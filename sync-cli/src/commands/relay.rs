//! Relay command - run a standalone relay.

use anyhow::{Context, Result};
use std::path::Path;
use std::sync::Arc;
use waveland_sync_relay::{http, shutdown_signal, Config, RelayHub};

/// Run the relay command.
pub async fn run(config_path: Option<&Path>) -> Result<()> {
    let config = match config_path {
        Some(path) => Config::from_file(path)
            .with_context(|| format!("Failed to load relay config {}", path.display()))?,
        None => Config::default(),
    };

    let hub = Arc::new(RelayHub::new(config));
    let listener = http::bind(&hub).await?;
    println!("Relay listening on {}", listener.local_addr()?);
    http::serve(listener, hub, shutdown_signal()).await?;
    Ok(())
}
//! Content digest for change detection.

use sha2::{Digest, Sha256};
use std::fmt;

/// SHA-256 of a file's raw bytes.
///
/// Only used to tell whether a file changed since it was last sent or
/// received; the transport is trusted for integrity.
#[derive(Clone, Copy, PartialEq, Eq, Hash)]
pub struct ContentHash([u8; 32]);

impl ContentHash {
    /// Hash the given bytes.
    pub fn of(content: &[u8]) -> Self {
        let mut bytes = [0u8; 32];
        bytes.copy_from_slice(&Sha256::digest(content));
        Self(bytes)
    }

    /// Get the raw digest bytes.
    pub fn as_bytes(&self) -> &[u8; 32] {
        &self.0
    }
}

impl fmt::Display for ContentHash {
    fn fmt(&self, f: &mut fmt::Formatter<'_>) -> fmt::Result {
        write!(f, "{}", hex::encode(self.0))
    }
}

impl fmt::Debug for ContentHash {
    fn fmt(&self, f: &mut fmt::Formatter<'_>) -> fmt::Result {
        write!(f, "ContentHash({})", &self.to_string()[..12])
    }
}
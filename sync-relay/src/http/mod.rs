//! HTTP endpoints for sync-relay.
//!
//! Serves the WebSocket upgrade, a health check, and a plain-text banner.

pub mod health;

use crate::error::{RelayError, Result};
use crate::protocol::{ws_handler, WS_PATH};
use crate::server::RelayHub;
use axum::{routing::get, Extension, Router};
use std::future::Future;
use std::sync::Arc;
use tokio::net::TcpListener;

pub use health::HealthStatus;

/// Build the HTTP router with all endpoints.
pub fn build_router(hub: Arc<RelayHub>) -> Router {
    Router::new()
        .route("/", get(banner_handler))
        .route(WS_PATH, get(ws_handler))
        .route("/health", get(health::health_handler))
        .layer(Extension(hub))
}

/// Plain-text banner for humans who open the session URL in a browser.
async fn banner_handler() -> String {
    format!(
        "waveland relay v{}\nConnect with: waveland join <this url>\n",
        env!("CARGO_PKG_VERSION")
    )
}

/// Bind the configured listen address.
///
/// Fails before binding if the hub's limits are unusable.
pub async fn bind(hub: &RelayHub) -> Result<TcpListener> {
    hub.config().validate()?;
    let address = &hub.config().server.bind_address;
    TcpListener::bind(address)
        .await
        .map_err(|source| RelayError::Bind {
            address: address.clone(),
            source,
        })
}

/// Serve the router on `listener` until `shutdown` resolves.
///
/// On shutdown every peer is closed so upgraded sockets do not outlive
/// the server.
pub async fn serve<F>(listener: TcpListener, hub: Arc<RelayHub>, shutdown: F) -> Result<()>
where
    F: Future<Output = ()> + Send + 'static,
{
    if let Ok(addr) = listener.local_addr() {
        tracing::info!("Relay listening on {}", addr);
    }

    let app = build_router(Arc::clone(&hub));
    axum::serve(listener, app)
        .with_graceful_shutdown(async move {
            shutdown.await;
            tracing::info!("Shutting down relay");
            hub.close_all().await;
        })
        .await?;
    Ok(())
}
......
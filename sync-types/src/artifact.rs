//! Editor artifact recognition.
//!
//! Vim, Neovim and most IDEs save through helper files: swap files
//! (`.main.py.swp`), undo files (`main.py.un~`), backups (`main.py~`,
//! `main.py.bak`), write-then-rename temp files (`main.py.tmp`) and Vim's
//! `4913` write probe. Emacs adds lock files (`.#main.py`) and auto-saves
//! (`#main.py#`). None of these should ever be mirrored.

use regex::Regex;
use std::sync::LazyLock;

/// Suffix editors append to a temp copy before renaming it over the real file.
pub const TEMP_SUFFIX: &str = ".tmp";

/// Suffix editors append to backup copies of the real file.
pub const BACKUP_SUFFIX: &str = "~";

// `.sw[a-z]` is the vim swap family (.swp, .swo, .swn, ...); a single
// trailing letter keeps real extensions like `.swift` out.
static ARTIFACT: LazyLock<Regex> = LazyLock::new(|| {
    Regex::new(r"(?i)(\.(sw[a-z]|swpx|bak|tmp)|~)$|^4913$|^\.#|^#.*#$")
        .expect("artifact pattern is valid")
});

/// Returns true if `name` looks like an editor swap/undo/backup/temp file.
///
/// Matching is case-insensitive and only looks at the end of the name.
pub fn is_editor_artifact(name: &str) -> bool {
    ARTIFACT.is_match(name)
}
......
■ Task item: Set down again, word for word, the stretch of records from the line with "filename sync-cli/src/commands/relay.rs" to the line with "the given bytes.", both of those lines included.

■ Answer to this problem:
filename sync-cli/src/commands/relay.rs
//! Relay command - run a standalone relay.

use anyhow::{Context, Result};
use std::path::Path;
use std::sync::Arc;
use waveland_sync_relay::{http, shutdown_signal, Config, RelayHub};

/// Run the relay command.
pub async fn run(config_path: Option<&Path>) -> Result<()> {
    let config = match config_path {
        Some(path) => Config::from_file(path)
            .with_context(|| format!("Failed to load relay config {}", path.display()))?,
        None => Config::default(),
    };

    let hub = Arc::new(RelayHub::new(config));
    let listener = http::bind(&hub).await?;
    println!("Relay listening on {}", listener.local_addr()?);
    http::serve(listener, hub, shutdown_signal()).await?;
    Ok(())
}
//! Content digest for change detection.

use sha2::{Digest, Sha256};
use std::fmt;

/// SHA-256 of a file's raw bytes.
///
/// Only used to tell whether a file changed since it was last sent or
/// received; the transport is trusted for integrity.
#[derive(Clone, Copy, PartialEq, Eq, Hash)]
pub struct ContentHash([u8; 32]);

impl ContentHash {
    /// Hash the given bytes.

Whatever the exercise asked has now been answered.